Please leave your wife before this goes further and you do something you can't take back. You can save face by claiming she's the problem, bad mouth her to all your shared friends, whatever. Just get away from her so she can heal and take her life back, before you become even more of an abuser. Split up your things, get a no-fault divorce, and move on with your separate lives.
This is a repetitive story with a very dark ending in the vast majority of cases.
https://www.reddit.com/r/AutismTranslated/comments/1pqs8oe/comment/nuwxh1x/?context=3
Hi again.
I reported your complaints about your wife on the other sub and got it removed. Unfortunately, my reply also got removed, because despite earnestly trying to help you see the situation clearly, I did cross the line into "invalidating" (I would call it "challenging") your beliefs about the story.

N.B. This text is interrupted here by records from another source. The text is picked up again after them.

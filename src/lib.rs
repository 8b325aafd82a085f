//! Relay a stock-level sensor from an MQTT topic to browser clients.
//!
//! Broker -> [`transform`] -> [`relay::registry::ConnectionSet`] -> every open
//! WebSocket. The page served at `/` shows the level and raises an alarm above
//! the threshold.

pub mod alarm;
pub mod broker;
pub mod config;
pub mod error;
pub mod relay;
pub mod telemetry;
pub mod transform;

pub use error::{RelayError, RelayResult};
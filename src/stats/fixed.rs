//! Deterministic in-memory provider for tests and offline demos.

use std::collections::HashMap;

use async_trait::async_trait;

use super::provider::{FetchError, FormProvider};
use super::{FormQuery, TeamId};
use crate::model::MatchObservation;

/// Serves pre-loaded observation sequences keyed by team. Teams that were
/// never loaded get `NotFound`, exactly like a real provider. No randomness:
/// the forecast for a given fixture set is reproducible.
#[derive(Default)]
pub struct FixedFormProvider {
    forms: HashMap<TeamId, Vec<MatchObservation>>,
}

impl FixedFormProvider {
    pub fn new() -> Self {
        Self::default()
    }

    pub fn with_form(mut self, team: TeamId, observations: Vec<MatchObservation>) -> Self {
        self.forms.insert(team, observations);
        self
    }

    /// A small built-in fixture set for the `--offline` demo mode.
    pub fn demo() -> Self {
        let attack = |xg: f64, shots: u32| MatchObservation {
            shots,
            shots_on_target: shots / 3,
            corners: 6,
            cards: 2,
            both_teams_scored: xg > 1.5,
            over_2_5: xg > 1.8,
            xg,
        };

        let mut forms = HashMap::new();
        forms.insert(
            TeamId::new("Liverpool").expect("static name"),
            vec![
                attack(2.1, 18),
                attack(1.8, 15),
                attack(2.4, 19),
                attack(1.5, 12),
                attack(2.0, 16),
            ],
        );
        forms.insert(
            TeamId::new("Man City").expect("static name"),
            vec![
                attack(2.3, 17),
                attack(2.0, 16),
                attack(2.6, 20),
                attack(1.9, 14),
                attack(2.2, 18),
            ],
        );
        FixedFormProvider { forms }
    }
}

#[async_trait]
impl FormProvider for FixedFormProvider {
    async fn fetch_form(
        &self,
        team: &TeamId,
        query: &FormQuery,
    ) -> Result<Vec<MatchObservation>, FetchError> {
        let form = self.forms.get(team).ok_or(FetchError::NotFound)?;
        Ok(form.iter().take(query.last_n).cloned().collect())
    }

    fn name(&self) -> &str {
        "Fixed"
    }
}
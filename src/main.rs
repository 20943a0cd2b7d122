use std::time::Duration;

use anyhow::Result;
use clap::Parser;
use tracing::{info, warn};

mod config;
mod db;
mod error;
mod model;
mod pipeline;
mod stats;

use config::{Command, Config};
use db::FeedbackStore;
use error::ForecastError;
use model::Scoreline;
use pipeline::{forecast, MatchForecast};
use stats::{FixedFormProvider, FormProvider, FormQuery, SofascoreApi, TeamId, Venue};

#[tokio::main]
async fn main() -> Result<()> {
    // Initialise tracing / logging
    tracing_subscriber::fmt()
        .with_env_filter(
            tracing_subscriber::EnvFilter::try_from_default_env()
                .unwrap_or_else(|_| tracing_subscriber::EnvFilter::new("info")),
        )
        .init();

    let config = Config::parse();
    config.validate()?;

    match config.command.clone() {
        Command::Predict {
            home,
            away,
            season,
            venue,
            last,
            offline,
        } => run_predict(&config, &home, &away, season, venue, last, offline).await,
        Command::Record {
            home,
            away,
            predicted,
            actual,
        } => run_record(&config, &home, &away, predicted, actual),
        Command::Accuracy => run_accuracy(&config),
        Command::History { limit } => run_history(&config, limit),
    }
}

async fn run_predict(
    config: &Config,
    home: &str,
    away: &str,
    season: Option<u16>,
    venue: Option<Venue>,
    last: usize,
    offline: bool,
) -> Result<()> {
    let home = TeamId::new(home)?;
    let away = TeamId::new(away)?;
    let query = FormQuery {
        season,
        venue,
        last_n: last,
    };
    let fetch_timeout = Duration::from_secs(config.fetch_timeout_secs);

    let provider: Box<dyn FormProvider> = if offline {
        Box::new(FixedFormProvider::demo())
    } else {
        Box::new(SofascoreApi::new(&config.stats_api_url, fetch_timeout)?)
    };
    info!("Using stats provider '{}'", provider.name());

    let fc = forecast(
        provider.as_ref(),
        &home,
        &away,
        &query,
        &config.model_params(),
        fetch_timeout,
    )
    .await?;

    print_forecast(&fc);
    Ok(())
}

fn print_forecast(fc: &MatchForecast) {
    let report = &fc.report;
    println!("{} vs {}", fc.home_team, fc.away_team);
    println!(
        "  shots            {:>5.1} vs {:<5.1}",
        report.home.avg_shots, report.away.avg_shots
    );
    println!(
        "  on target        {:>5.1} vs {:<5.1}",
        report.home.avg_shots_on_target, report.away.avg_shots_on_target
    );
    println!(
        "  corners          {:>5.1} vs {:<5.1}",
        report.home.avg_corners, report.away.avg_corners
    );
    println!(
        "  cards            {:>5.1} vs {:<5.1}",
        report.home.avg_cards, report.away.avg_cards
    );
    println!("  both teams score {:>4}%", report.combined_btts_pct);
    println!("  over 2.5 goals   {:>4}%", report.combined_over25_pct);
    println!(
        "  xG               {:>5.2} vs {:<5.2}",
        report.home.avg_xg, report.away.avg_xg
    );
    println!();
    println!("Most likely scorelines:");
    for cell in &fc.top_scorelines {
        println!("  {}  ({:.2}%)", cell.scoreline, cell.probability);
    }
    println!();
    let best = fc.top_scoreline();
    println!(
        "Verdict: {} -- most likely score {}",
        fc.outcome, best.scoreline
    );
    println!(
        "(based on {} / {} recent matches)",
        fc.home_summary.sample_size, fc.away_summary.sample_size
    );
}

fn run_record(
    config: &Config,
    home: &str,
    away: &str,
    predicted: Scoreline,
    actual: Scoreline,
) -> Result<()> {
    let store = FeedbackStore::open(&config.database_path)?;
    let record = store.record(home, away, predicted, actual)?;
    info!("Feedback stored: {}", config.database_path);

    println!(
        "{} vs {}: predicted {}, actual {} -> {}",
        record.home_team,
        record.away_team,
        record.predicted,
        record.actual,
        if record.correct { "HIT" } else { "MISS" }
    );

    // A freshly written record implies accuracy is computable.
    match store.accuracy() {
        Ok(acc) => println!(
            "Running accuracy: {}/{} ({:.1}%)",
            acc.correct,
            acc.total,
            acc.hit_rate()
        ),
        Err(e) => warn!("Could not read back accuracy: {}", e),
    }
    Ok(())
}

fn run_accuracy(config: &Config) -> Result<()> {
    let store = FeedbackStore::open(&config.database_path)?;
    match store.accuracy() {
        Ok(acc) => {
            println!(
                "Exact-scoreline accuracy: {}/{} ({:.1}%)",
                acc.correct,
                acc.total,
                acc.hit_rate()
            );
            Ok(())
        }
        Err(ForecastError::NoData) => {
            println!("No predictions recorded yet.");
            Ok(())
        }
        Err(e) => Err(e.into()),
    }
}

fn run_history(config: &Config, limit: i64) -> Result<()> {
    let store = FeedbackStore::open(&config.database_path)?;
    let records = store.list_recent(limit)?;
    if records.is_empty() {
        println!("No predictions recorded yet.");
        return Ok(());
    }
    for r in records {
        println!(
            "{}  {} vs {}: predicted {}, actual {} -> {}",
            r.recorded_at.format("%Y-%m-%d %H:%M"),
            r.home_team,
            r.away_team,
            r.predicted,
            r.actual,
            if r.correct { "HIT" } else { "MISS" }
        );
    }
    Ok(())
}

Lucky for you, I saved a copy before it was deleted. http://simp.ly/publish/3T2340 (edit: had to roll the URL because simplenote is like that sometimes)
I think that it is clear from what you write that this is an abusive dynamic, and that you are the (perhaps unwitting, but nevertheless empowered and narcissistic) abuser. Furthermore, continuing to seek out validation from autistic people online, polishing your story with our input, all in service of bolstering your aggrieved/outrage supply, is extremely inappropriate behavior.
I am disappointed in my fellow autists who are failing to see this. But people do give the protagonist the benefit of the doubt, and you are benefitting from this.
My earnest advice, which will improve your life and avoid a very common and extremely dangerous situation: You should leave your wife, as soon as possible, so that you and she can both get out of this codependent dynamic, and go on to have happier lives, far far away from one another.